We conclude that single-molecule real-time full-length RNA-seq provides a map of the complexity of transcript isoform structures that eludes the transcriptome analysis by conventional short-read RNA-seq. In addition, open reading frames of proteins derived from these full-length transcript isoforms enables the comparison of the presence and absence of specific binding sites, domains, and regulatory regions in proteins that can be related to the cell population and physiologic or pathologic status [
35]. In particular, the analysis of paralogous genes revealed the power of full-length RNA-seq to identify transcripts even for complex loci where short-read fragment sequencing failed.
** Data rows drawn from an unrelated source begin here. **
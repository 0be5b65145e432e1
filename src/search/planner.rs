//! Pagination planning.
//!
//! One [`FetchState`] per invocation drives the API either as a single paged query or, for
//! budgets beyond one query's reach across several include sites, as one paged query per site
//! visited round-robin. Exactly one request is awaited at a time.

use chrono::Utc;
use serde::{Deserialize, Serialize};

use super::client::{CancelFlag, FetchClient, RetryPolicy};
use super::error::SearchError;
use super::normalize::parse_page;
use super::predicate::Pushdown;
use super::request_url::{SiteScope, UrlParts};
use super::result::SearchItem;
use super::{SearchKind, SearchRequest, API_MAX_RESULTS};
use crate::credentials::Credentials;
use crate::logging::redact_secrets;

pub const DEFAULT_ENDPOINT: &str = "https://www.googleapis.com/customsearch/v1";

pub const DEFAULT_WEB_FIELDS: &str = "items(title,link,snippet,displayLink,formattedUrl,\
htmlFormattedUrl,htmlTitle,htmlSnippet,mime,fileFormat,pagemap),queries(nextPage)";

pub const DEFAULT_IMAGE_FIELDS: &str = "items(title,link,snippet,mime,image),queries(nextPage)";

/// Highest start index the API will serve
const MAX_START: u32 = API_MAX_RESULTS as u32;

/// Endpoint, projections and retry policy, fixed for the planner's lifetime
#[derive(Debug, Clone, PartialEq, Serialize, Deserialize)]
pub struct PlannerConfig {
    pub endpoint: String,
    pub web_fields: String,
    pub image_fields: String,
    pub retry: RetryPolicy,
}

impl Default for PlannerConfig {
    fn default() -> Self {
        Self {
            endpoint: DEFAULT_ENDPOINT.to_string(),
            web_fields: DEFAULT_WEB_FIELDS.to_string(),
            image_fields: DEFAULT_IMAGE_FIELDS.to_string(),
            retry: RetryPolicy::default(),
        }
    }
}

impl PlannerConfig {
    fn fields_for(&self, kind: SearchKind) -> &str {
        match kind {
            SearchKind::Web => &self.web_fields,
            SearchKind::Image => &self.image_fields,
        }
    }
}

#[derive(Debug, Clone, Copy, PartialEq, Eq)]
pub enum FetchMode {
    /// One paged query; several include sites share it as an OR group
    Single,
    /// One paged query per include site, visited round-robin
    PerSite,
}

/// Per-site queries only pay off when one query's 100 results can't cover the budget.
pub fn select_mode(include_count: usize, max_results: usize) -> FetchMode {
    if include_count > 1 && max_results > API_MAX_RESULTS {
        FetchMode::PerSite
    } else {
        FetchMode::Single
    }
}

#[derive(Debug, Clone, Copy, PartialEq, Eq)]
pub struct SiteCursor {
    pub next_start: u32,
    pub exhausted: bool,
}

impl Default for SiteCursor {
    fn default() -> Self {
        Self {
            next_start: 1,
            exhausted: false,
        }
    }
}

#[derive(Debug, Clone, PartialEq, Eq)]
enum ModeState {
    Single { next_start: u32, complete: bool },
    PerSite { sites: Vec<SiteCursor>, current: usize },
}

/// Request context for one round
#[derive(Debug, Clone, Copy, PartialEq, Eq)]
pub struct Round {
    pub start: u32,
    /// Index into the include list in per-site mode
    pub site: Option<usize>,
}

/// Pagination state owned by a single planning invocation
#[derive(Debug)]
pub struct FetchState<T> {
    results: Vec<T>,
    max_results: usize,
    mode: ModeState,
}

impl<T> FetchState<T> {
    pub fn new(include_count: usize, max_results: usize) -> Self {
        let mode = match select_mode(include_count, max_results) {
            FetchMode::Single => ModeState::Single {
                next_start: 1,
                complete: false,
            },
            FetchMode::PerSite => ModeState::PerSite {
                sites: vec![SiteCursor::default(); include_count],
                current: 0,
            },
        };

        Self {
            results: Vec::new(),
            max_results,
            mode,
        }
    }

    pub fn mode(&self) -> FetchMode {
        match self.mode {
            ModeState::Single { .. } => FetchMode::Single,
            ModeState::PerSite { .. } => FetchMode::PerSite,
        }
    }

    /// Budget still outstanding.
    pub fn remaining(&self) -> usize {
        self.max_results.saturating_sub(self.results.len())
    }

    pub fn results(&self) -> &[T] {
        &self.results
    }

    /// Next request to make, or `None` once the budget is met or every source is exhausted.
    pub fn next_round(&mut self) -> Option<Round> {
        if self.remaining() == 0 {
            return None;
        }

        match &mut self.mode {
            ModeState::Single {
                next_start,
                complete,
            } => (!*complete).then_some(Round {
                start: *next_start,
                site: None,
            }),
            ModeState::PerSite { sites, current } => {
                let count = sites.len();
                let idx = (0..count)
                    .map(|offset| (*current + offset) % count)
                    .find(|&i| !sites[i].exhausted)?;
                *current = idx;
                Some(Round {
                    start: sites[idx].next_start,
                    site: Some(idx),
                })
            }
        }
    }

    /// Fold one page into the state.
    ///
    /// The source for `round` is finished when the page is empty, carries no continuation, or
    /// continues past the API's last start index. Items beyond the budget are dropped.
    pub fn record_page(&mut self, round: Round, items: Vec<T>, next_start: Option<u32>) {
        let page_was_empty = items.is_empty();
        let room = self.remaining();
        self.results.extend(items.into_iter().take(room));

        let advance = match next_start {
            Some(next) if !page_was_empty && next > round.start && next <= MAX_START => {
                Some(next)
            }
            _ => None,
        };

        match &mut self.mode {
            ModeState::Single {
                next_start,
                complete,
            } => match advance {
                Some(next) => *next_start = next,
                None => *complete = true,
            },
            ModeState::PerSite { sites, current } => {
                let Some(idx) = round.site else { return };
                let cursor = &mut sites[idx];
                match advance {
                    Some(next) => cursor.next_start = next,
                    None => cursor.exhausted = true,
                }
                *current = (idx + 1) % sites.len();
            }
        }
    }

    pub fn into_results(self) -> Vec<T> {
        self.results
    }
}

/// Drives translated requests through the fetch client and response normalizer
#[derive(Clone)]
pub struct FetchPlanner {
    config: PlannerConfig,
    client: FetchClient,
}

impl FetchPlanner {
    pub fn new(config: PlannerConfig, client: FetchClient) -> Self {
        Self { config, client }
    }

    /// Collect up to `pushdown.max_results` records for `request`.
    ///
    /// Any terminal fetch or parse error aborts the whole invocation and the records gathered
    /// so far are dropped. `cancel` is checked between rounds and before retry sleeps.
    pub async fn run<T: SearchItem>(
        &self,
        credentials: &Credentials,
        request: &SearchRequest,
        pushdown: &Pushdown,
        cancel: &CancelFlag,
    ) -> Result<Vec<T>, SearchError> {
        let includes = pushdown.sites.includes();
        let mut state: FetchState<T> = FetchState::new(includes.len(), pushdown.max_results);
        let parts = UrlParts {
            endpoint: &self.config.endpoint,
            fields: self.config.fields_for(request.kind),
            credentials,
            request,
            pushdown,
        };

        tracing::debug!(
            query = %request.query,
            mode = ?state.mode(),
            sites = includes.len(),
            max_results = pushdown.max_results,
            "search planning started"
        );

        let mut calls = 0u32;
        while let Some(round) = state.next_round() {
            if cancel.is_cancelled() {
                return Err(SearchError::Cancelled);
            }

            let scope = match round.site {
                Some(idx) => SiteScope::Single(&includes[idx]),
                None => SiteScope::Query,
            };
            let url = parts.build(round.start, scope, Utc::now())?;

            tracing::debug!(
                start = round.start,
                site = ?round.site.map(|i| includes[i].as_str()),
                url = %redact_secrets(url.as_str()),
                "fetching search page"
            );

            let outcome = self
                .client
                .fetch_cancellable(url.as_str(), &self.config.retry, cancel)
                .await;
            calls += 1;

            if cancel.is_cancelled() {
                return Err(SearchError::Cancelled);
            }
            if !outcome.success {
                let err = SearchError::from_outcome(&outcome);
                tracing::warn!(
                    status = outcome.status,
                    error = %err,
                    retryable = err.is_retryable(),
                    discarded = state.results().len(),
                    "search planning aborted"
                );
                return Err(err);
            }

            let page = parse_page::<T>(&outcome.body, state.remaining())?;
            tracing::trace!(
                items = page.items.len(),
                next_start = ?page.next_start,
                "search page parsed"
            );
            state.record_page(round, page.items, page.next_start);
        }

        tracing::info!(
            query = %request.query,
            results = state.results().len(),
            calls,
            "search completed"
        );

        Ok(state.into_results())
    }
}
use anyhow::{Context, Result};
use std::fs::{self, OpenOptions};
use std::path::{Path, PathBuf};
use tracing_subscriber::EnvFilter;

use crate::config::Config;

const LOG_PREFIX: &str = "websearch-";
const LOG_SUFFIX: &str = ".log";
const DEFAULT_KEEP: usize = 20;

#[allow(dead_code)]
pub struct LogGuard(tracing_appender::non_blocking::WorkerGuard);

/// Initialize logging.
///
/// With `debug` on, each run writes to its own `websearch-<timestamp>.log` under
/// `debug_log_dir` (default: the config directory) and older runs beyond `debug_log_keep` are
/// removed. Otherwise warnings go to stderr, filtered by `RUST_LOG` when it is set.
pub fn init(config: &Config) -> Result<Option<LogGuard>> {
    if !config.debug {
        let filter = EnvFilter::try_from_default_env()
            .unwrap_or_else(|_| EnvFilter::new("websearch=warn"));
        tracing_subscriber::fmt()
            .with_env_filter(filter)
            .with_target(false)
            .with_writer(std::io::stderr)
            .try_init()
            .ok();
        return Ok(None);
    }

    let dir = log_dir(config.debug_log_dir.as_deref())?;
    fs::create_dir_all(&dir)
        .with_context(|| format!("Failed to create log directory: {}", dir.display()))?;

    // Make room for the file this run is about to create.
    let keep = config.debug_log_keep.unwrap_or(DEFAULT_KEEP);
    prune_run_logs(&dir, keep.saturating_sub(1))?;

    let log_path = dir.join(run_log_name(chrono::Local::now()));
    let file = OpenOptions::new()
        .create(true)
        .append(true)
        .open(&log_path)
        .with_context(|| format!("Failed to open log file: {}", log_path.display()))?;
    let (writer, guard) = tracing_appender::non_blocking(file);

    let filter =
        EnvFilter::try_new("websearch=debug,warn").unwrap_or_else(|_| EnvFilter::new("debug"));

    tracing_subscriber::fmt()
        .with_env_filter(filter)
        .with_ansi(false)
        .with_target(true)
        .with_writer(writer)
        .try_init()
        .ok(); // Already initialized in tests.

    tracing::info!(log_file = %log_path.display(), keep, "debug logging enabled");

    Ok(Some(LogGuard(guard)))
}

fn log_dir(configured: Option<&str>) -> Result<PathBuf> {
    match configured {
        Some(raw) => Ok(expand_home(raw)),
        None => {
            let config_path = crate::config::config_path()?;
            Ok(config_path
                .parent()
                .map(Path::to_path_buf)
                .unwrap_or_else(|| PathBuf::from(".")))
        }
    }
}

fn expand_home(raw: &str) -> PathBuf {
    match (raw.strip_prefix('~'), dirs::home_dir()) {
        (Some(rest), Some(home)) if rest.is_empty() || rest.starts_with('/') => {
            home.join(rest.trim_start_matches('/'))
        }
        _ => PathBuf::from(raw),
    }
}

fn run_log_name(now: chrono::DateTime<chrono::Local>) -> String {
    format!("{LOG_PREFIX}{}{LOG_SUFFIX}", now.format("%Y%m%d-%H%M%S"))
}

fn is_run_log(name: &str) -> bool {
    name.starts_with(LOG_PREFIX) && name.ends_with(LOG_SUFFIX)
}

/// Delete all but the newest `keep` run logs in `dir`.
fn prune_run_logs(dir: &Path, keep: usize) -> Result<()> {
    let mut logs: Vec<String> = fs::read_dir(dir)
        .with_context(|| format!("Failed to read log directory: {}", dir.display()))?
        .filter_map(|entry| entry.ok()?.file_name().into_string().ok())
        .filter(|name| is_run_log(name))
        .collect();

    // Timestamped names sort oldest first.
    logs.sort_unstable();
    let excess = logs.len().saturating_sub(keep);

    for name in &logs[..excess] {
        let path = dir.join(name);
        if let Err(e) = fs::remove_file(&path) {
            tracing::debug!(error = %e, file = %path.display(), "failed to remove old log file");
        }
    }
    Ok(())
}

/// Masks the value of every `key=` query parameter so request URLs can be logged.
pub fn redact_secrets(input: &str) -> String {
    let mut out = String::with_capacity(input.len());
    let mut rest = input;

    while let Some(pos) = find_key_param(rest) {
        let value_start = pos + "key=".len();
        out.push_str(&rest[..value_start]);
        let value_len = rest[value_start..]
            .find(|c: char| c == '&' || c == '#' || c.is_whitespace())
            .unwrap_or(rest.len() - value_start);
        if value_len > 0 {
            out.push_str("***REDACTED***");
        }
        rest = &rest[value_start + value_len..];
    }

    out.push_str(rest);
    out
}

/// Offset of the next `key=` that starts a parameter (not e.g. `apikey=`).
fn find_key_param(haystack: &str) -> Option<usize> {
    let mut offset = 0;
    while let Some(found) = haystack[offset..].find("key=") {
        let pos = offset + found;
        let starts_param = pos == 0 || matches!(haystack.as_bytes()[pos - 1], b'?' | b'&');
        if starts_param {
            return Some(pos);
        }
        offset = pos + "key=".len();
    }
    None
}
//! Keyboard movement controller.
//!
//! Applies the frame's [`PlayerInput`] to every
//! [`InputControlled`] entity. Each active direction moves the entity by its
//! movement speed along that axis independently, so diagonal movement is the
//! plain sum of both axis moves and is faster than straight movement.
//! Positions are not clamped to the window.
use bevy_ecs::prelude::*;

use crate::components::facing::Facing;
use crate::components::inputcontrolled::InputControlled;
use crate::components::mapposition::MapPosition;
use crate::components::stats::Stats;
use crate::resources::playerinput::PlayerInput;

/// Move one entity according to `input` and update its facing.
///
/// Clears `input.movement` first and sets it again when any direction was
/// applied. Right turns a Left-facing entity right and Left turns a
/// Right-facing entity left; Up and Down never change facing.
pub fn apply_player_input(
    position: &mut MapPosition,
    facing: &mut Facing,
    stats: &Stats,
    input: &mut PlayerInput,
) {
    input.movement = false;
    let step = stats.step();

    if input.right {
        position.translate(step, 0);
        input.movement = true;
        if *facing == Facing::Left {
            *facing = Facing::Right;
        }
    }

    if input.left {
        position.translate(-step, 0);
        input.movement = true;
        if *facing == Facing::Right {
            *facing = Facing::Left;
        }
    }

    if input.up {
        position.translate(0, -step);
        input.movement = true;
    }

    if input.down {
        position.translate(0, step);
        input.movement = true;
    }
}

/// Update each input-controlled entity's position and facing.
pub fn player_input_controller(
    mut query: Query<(&mut MapPosition, &mut Facing, &Stats), With<InputControlled>>,
    mut input: ResMut<PlayerInput>,
) {
    let mut moved = false;
    for (mut position, mut facing, stats) in query.iter_mut() {
        apply_player_input(&mut position, &mut facing, stats, &mut input);
        moved |= input.movement;
    }
    input.movement = moved;
}

#[cfg(test)]
mod tests {
    use super::*;

    fn run(input: PlayerInput, facing: Facing, speed: u32) -> (MapPosition, Facing, bool) {
        let mut position = MapPosition::new(0, 0);
        let mut facing = facing;
        let mut input = input;
        let stats = Stats::default().with_movement_speed(speed);
        apply_player_input(&mut position, &mut facing, &stats, &mut input);
        (position, facing, input.movement)
    }

    #[test]
    fn test_right_moves_and_reports_movement() {
        let input = PlayerInput {
            right: true,
            ..Default::default()
        };
        let (pos, facing, moved) = run(input, Facing::Right, 3);
        assert_eq!(pos, MapPosition::new(3, 0));
        assert_eq!(facing, Facing::Right);
        assert!(moved);
    }

    #[test]
    fn test_diagonal_is_not_normalized() {
        let input = PlayerInput {
            right: true,
            up: true,
            ..Default::default()
        };
        let (pos, _, _) = run(input, Facing::Right, 3);
        assert_eq!(pos, MapPosition::new(3, -3));
    }

    #[test]
    fn test_left_turns_right_facing() {
        let input = PlayerInput {
            left: true,
            ..Default::default()
        };
        let (pos, facing, _) = run(input, Facing::Right, 3);
        assert_eq!(pos, MapPosition::new(-3, 0));
        assert_eq!(facing, Facing::Left);
    }

    #[test]
    fn test_right_turns_left_facing() {
        let input = PlayerInput {
            right: true,
            ..Default::default()
        };
        let (_, facing, _) = run(input, Facing::Left, 3);
        assert_eq!(facing, Facing::Right);
    }

    #[test]
    fn test_vertical_never_changes_facing() {
        for start in [Facing::Up, Facing::Right, Facing::Down, Facing::Left] {
            let input = PlayerInput {
                up: true,
                down: true,
                ..Default::default()
            };
            let (pos, facing, moved) = run(input, start, 3);
            assert_eq!(facing, start);
            assert_eq!(pos, MapPosition::new(0, 0));
            assert!(moved);
        }
    }

    #[test]
    fn test_left_and_right_cancel_position_last_wins_facing() {
        let input = PlayerInput {
            left: true,
            right: true,
            ..Default::default()
        };
        let (pos, facing, moved) = run(input, Facing::Right, 3);
        assert_eq!(pos, MapPosition::new(0, 0));
        assert_eq!(facing, Facing::Left);
        assert!(moved);
    }

    #[test]
    fn test_no_input_clears_stale_movement() {
        let input = PlayerInput {
            movement: true,
            ..Default::default()
        };
        let (pos, _, moved) = run(input, Facing::Right, 3);
        assert_eq!(pos, MapPosition::new(0, 0));
        assert!(!moved);
    }

    #[test]
    fn test_controller_clears_stale_movement_without_players() {
        let mut world = World::new();
        world.insert_resource(PlayerInput {
            movement: true,
            right: true,
            ..Default::default()
        });

        let mut schedule = Schedule::default();
        schedule.add_systems(player_input_controller);
        schedule.run(&mut world);

        assert!(!world.resource::<PlayerInput>().movement);
    }
}
//! Animation cadence system.
//!
//! [`animation_cadence`] counts rendered frames on the
//! [`FrameCounter`] resource. Each time the counter reaches its threshold it
//! resets, and if the player moved this frame every input-controlled
//! entity's [`AnimationFrame`] steps forward. A player standing still keeps
//! showing its current frame.
use bevy_ecs::prelude::*;

use crate::components::animation::AnimationFrame;
use crate::components::inputcontrolled::InputControlled;
use crate::resources::framecounter::FrameCounter;
use crate::resources::playerinput::PlayerInput;

/// Count one frame and step player animations when the cadence fires.
pub fn animation_cadence(
    mut counter: ResMut<FrameCounter>,
    input: Res<PlayerInput>,
    mut query: Query<&mut AnimationFrame, With<InputControlled>>,
) {
    if !counter.tick() {
        return;
    }
    if input.movement {
        for mut frame in query.iter_mut() {
            frame.advance();
        }
    }
}
//! Input systems.
//!
//! - [`update_input_state`] reads hardware input from Raylib each frame and
//!   writes the results into [`InputState`].
//! - [`sample_player_input`] turns that raw state into the frame's
//!   [`PlayerInput`] intent and fires a
//!   [`SwitchFullScreenEvent`] when the fullscreen key goes down.
use bevy_ecs::prelude::*;

use crate::events::switchfullscreen::SwitchFullScreenEvent;
use crate::resources::input::InputState;
use crate::resources::playerinput::PlayerInput;

/// Poll Raylib for keyboard input and update the `InputState` resource.
pub fn update_input_state(mut input: ResMut<InputState>, rl: NonSend<raylib::RaylibHandle>) {
    for key in input.keys_mut() {
        key.active = rl.is_key_down(key.key_binding);
        key.just_pressed = rl.is_key_pressed(key.key_binding);
    }
}

/// Rebuild the player's intent for this frame.
pub fn sample_player_input(
    input: Res<InputState>,
    mut player_input: ResMut<PlayerInput>,
    mut commands: Commands,
) {
    *player_input = PlayerInput::from_state(&input);

    if player_input.toggle_fullscreen {
        commands.trigger(SwitchFullScreenEvent {});
    }
}
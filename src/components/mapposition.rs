//! World-space position component.
//!
//! Positions are whole pixels. Movement adds the entity's speed once per
//! frame on each active axis, so there is no fractional part to keep.

use bevy_ecs::prelude::Component;

/// Top-left corner of an entity in world pixels.
///
/// `x` grows to the right and `y` grows downwards, matching raylib's screen
/// space. Values are unclamped and may go negative or leave the window.
#[derive(Component, Clone, Copy, Debug, Default, PartialEq, Eq)]
pub struct MapPosition {
    pub x: i32,
    pub y: i32,
}

impl MapPosition {
    pub fn new(x: i32, y: i32) -> Self {
        Self { x, y }
    }

    /// Shift the position by the given deltas, wrapping at the `i32` range.
    pub fn translate(&mut self, dx: i32, dy: i32) {
        self.x = self.x.wrapping_add(dx);
        self.y = self.y.wrapping_add(dy);
    }
}
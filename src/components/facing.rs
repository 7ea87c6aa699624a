//! Facing direction component.
//!
//! An entity's facing is one of four directions, but only the horizontal
//! axis is visually distinct: sprite sheets are drawn as-is when facing
//! [`Facing::Right`] and mirrored for every other direction.

use bevy_ecs::prelude::Component;

/// Direction an entity is oriented towards.
#[derive(Component, Clone, Copy, Debug, Default, PartialEq, Eq, Hash)]
pub enum Facing {
    Up,
    #[default]
    Right,
    Down,
    Left,
}

impl Facing {
    /// Horizontal sign to apply to a source rectangle's width.
    ///
    /// raylib mirrors a texture region when its width is negative.
    pub fn flip_sign(self) -> f32 {
        match self {
            Facing::Right => 1.0,
            Facing::Up | Facing::Down | Facing::Left => -1.0,
        }
    }
}

#[cfg(test)]
mod tests {
    use super::*;

    #[test]
    fn test_default_is_right() {
        assert_eq!(Facing::default(), Facing::Right);
    }

    #[test]
    fn test_flip_sign_only_right_is_positive() {
        assert_eq!(Facing::Right.flip_sign(), 1.0);
        assert_eq!(Facing::Left.flip_sign(), -1.0);
        assert_eq!(Facing::Up.flip_sign(), -1.0);
        assert_eq!(Facing::Down.flip_sign(), -1.0);
    }
}
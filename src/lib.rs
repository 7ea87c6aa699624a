//! Survivor library.
//!
//! This module exposes the game's ECS components, resources, systems, and
//! events for use in integration tests.

pub mod components;
pub mod events;
pub mod game;
pub mod resources;
pub mod systems;
//! Texture store resource.
//!
//! A non-send resource that owns every texture uploaded to the GPU, keyed by
//! string IDs referenced from [`Sprite`](crate::components::sprite::Sprite).
//!
//! Note: raylib textures must be released on the main thread while the
//! window's GL context is still alive. Call [`TextureStore::unload_all`]
//! before the raylib handle is dropped.

use log::info;
use raylib::prelude::Texture2D;
use rustc_hash::FxHashMap;

/// Map of texture keys to loaded textures.
///
/// This is a non-send resource; use `NonSend<TextureStore>` in system parameters.
pub struct TextureStore {
    textures: FxHashMap<String, Texture2D>,
}

impl Default for TextureStore {
    fn default() -> Self {
        Self::new()
    }
}

impl TextureStore {
    pub fn new() -> Self {
        Self {
            textures: FxHashMap::default(),
        }
    }

    /// Add a texture with the given key, replacing (and releasing) any
    /// texture previously stored under it.
    pub fn insert(&mut self, id: impl Into<String>, texture: Texture2D) {
        self.textures.insert(id.into(), texture);
    }

    pub fn get(&self, id: impl AsRef<str>) -> Option<&Texture2D> {
        self.textures.get(id.as_ref())
    }

    /// Release every texture. Returns how many were released.
    pub fn unload_all(&mut self) -> usize {
        let count = self.textures.len();
        for (key, texture) in self.textures.drain() {
            info!("Releasing texture '{}'", key);
            drop(texture);
        }
        count
    }
}
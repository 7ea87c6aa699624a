//! Sprite-sheet animation state.
//!
//! [`AnimationFrame`] holds the column currently shown from a sprite sheet.
//! The valid range is `0..=max`, so a sheet with six columns has `max = 5`.
//! Stepping past `max` wraps back to the first column.

use bevy_ecs::prelude::Component;

pub const DEFAULT_MAX_FRAME: u32 = 5;

#[derive(Component, Clone, Copy, Debug, PartialEq, Eq)]
pub struct AnimationFrame {
    current: u32,
    max: u32,
}

impl Default for AnimationFrame {
    fn default() -> Self {
        Self::new(DEFAULT_MAX_FRAME)
    }
}

impl AnimationFrame {
    /// Start at frame 0 of a sheet whose last column index is `max`.
    pub fn new(max: u32) -> Self {
        Self { current: 0, max }
    }

    /// Start at `current`, wrapping it into `0..=max` if it is out of range.
    pub fn starting_at(current: u32, max: u32) -> Self {
        Self {
            current: if current > max { 0 } else { current },
            max,
        }
    }

    pub fn current(&self) -> u32 {
        self.current
    }

    pub fn max(&self) -> u32 {
        self.max
    }

    /// Number of distinct frames in the loop.
    pub fn frame_count(&self) -> u32 {
        self.max + 1
    }

    /// Step to the next frame, wrapping to 0 after `max`.
    pub fn advance(&mut self) {
        self.current += 1;
        if self.current > self.max {
            self.current = 0;
        }
    }
}

#[cfg(test)]
mod tests {
    use super::*;

    #[test]
    fn test_advance_wraps_after_max() {
        let mut frame = AnimationFrame::new(5);
        for _ in 0..5 {
            frame.advance();
        }
        assert_eq!(frame.current(), 5);
        frame.advance();
        assert_eq!(frame.current(), 0);
    }

    #[test]
    fn test_six_advances_complete_a_loop() {
        let mut frame = AnimationFrame::new(5);
        for _ in 0..frame.frame_count() {
            frame.advance();
        }
        assert_eq!(frame.current(), 0);
    }

    #[test]
    fn test_single_frame_sheet_stays_on_zero() {
        let mut frame = AnimationFrame::new(0);
        frame.advance();
        frame.advance();
        assert_eq!(frame.current(), 0);
    }

    #[test]
    fn test_starting_at_out_of_range_resets() {
        assert_eq!(AnimationFrame::starting_at(9, 5).current(), 0);
        assert_eq!(AnimationFrame::starting_at(4, 5).current(), 4);
    }
}
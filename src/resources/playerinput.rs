//! Player intent resource.
//!
//! [`PlayerInput`] is rebuilt from [`InputState`] at the start of every frame.
//! The movement controller then records in `movement` whether any direction
//! was applied, which gates animation stepping later in the same frame.

use bevy_ecs::prelude::Resource;

use crate::resources::input::InputState;

#[derive(Resource, Debug, Clone, Copy, Default, PartialEq, Eq)]
pub struct PlayerInput {
    pub right: bool,
    pub left: bool,
    pub up: bool,
    pub down: bool,
    /// Edge-triggered: true only on the frame the key went down.
    pub toggle_fullscreen: bool,
    /// Set by the movement controller, never by sampling.
    pub movement: bool,
}

impl PlayerInput {
    /// Derive this frame's intent from raw key state.
    pub fn from_state(state: &InputState) -> Self {
        Self {
            right: state.direction_right.engaged(),
            left: state.direction_left.engaged(),
            up: state.direction_up.engaged(),
            down: state.direction_down.engaged(),
            toggle_fullscreen: state.fullscreen_toggle.just_pressed,
            movement: false,
        }
    }
}
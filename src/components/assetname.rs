use bevy_ecs::prelude::Component;

/// Human readable name of a spawned asset, reported when it enters the world.
#[derive(Component, Clone, Debug, PartialEq, Eq)]
pub struct AssetName(pub String);

impl AssetName {
    pub fn new(name: impl Into<String>) -> Self {
        Self(name.into())
    }
}
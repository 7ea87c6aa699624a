//! ECS components for entities.
//!
//! Submodules overview:
//! - [`animation`] – current and last column of a sprite-sheet animation
//! - [`assetname`] – display name of an asset
//! - [`facing`] – four-way facing that selects horizontal mirroring
//! - [`inputcontrolled`] – marker for the keyboard-driven player
//! - [`mapposition`] – integer world-space position
//! - [`sprite`] – texture key and the region of it to draw
//! - [`stats`] – health, experience and movement speed
//! - [`zindex`] – rendering order hint for 2D drawing

pub mod animation;
pub mod assetname;
pub mod facing;
pub mod inputcontrolled;
pub mod mapposition;
pub mod sprite;
pub mod stats;
pub mod zindex;
use bevy_ecs::prelude::Component;

/// Which part of a texture a sprite samples from.
#[derive(Clone, Copy, Debug, PartialEq)]
pub enum SpriteRegion {
    /// One square cell of a sprite sheet. The column comes from the entity's
    /// [`AnimationFrame`](crate::components::animation::AnimationFrame) and
    /// the row is selected by a fixed pixel offset.
    SheetFrame { frame_size: u32, row_offset: u32 },
    /// The full texture, used for static tiles.
    WholeTexture,
}

/// Sprite is identified by a texture key in the
/// [`TextureStore`](crate::resources::texturestore::TextureStore) and the
/// region of that texture to draw.
#[derive(Component, Clone, Debug, PartialEq)]
pub struct Sprite {
    pub tex_key: String,
    pub region: SpriteRegion,
}

impl Sprite {
    pub fn sheet(tex_key: impl Into<String>, frame_size: u32, row_offset: u32) -> Self {
        Self {
            tex_key: tex_key.into(),
            region: SpriteRegion::SheetFrame {
                frame_size,
                row_offset,
            },
        }
    }

    pub fn whole(tex_key: impl Into<String>) -> Self {
        Self {
            tex_key: tex_key.into(),
            region: SpriteRegion::WholeTexture,
        }
    }
}
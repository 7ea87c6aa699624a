//! Fullscreen marker resource.
//!
//! Present while the window is fullscreen. The fullscreen observer inserts
//! and removes it as the window is toggled.
use bevy_ecs::prelude::Resource;

#[derive(Resource, Clone, Copy, Debug)]
pub struct FullScreen;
Transcriptome analysis by full-length RNA-seq provided a map of discrete transcript structures that can serve as qualitative markers for cell subpopulations in the bone marrow. This provides a qualitative expansion beyond the comparison of patterns based on the abundance of gene expression. Also, this indicates a more complex regulation of genes during hematopoiesis than previously appreciated.
Finally, as shown above, protein isoforms contain isoform-specific amino acid sequence junctions that represent epitopes specific for cell subpopulations in complex tissues. It is conceivable that pathologic regulation of splicing in diseases such as neurodegenerative disorders, metabolic syndrome, or cancer can generate neo-epitopes and elicit an immune response irrespective of genomic mutagenesis. Unraveling the complexity of the transcriptome complemented by analysis of resulting proteins thus may provide new diagnostic options and unique therapeutic targets.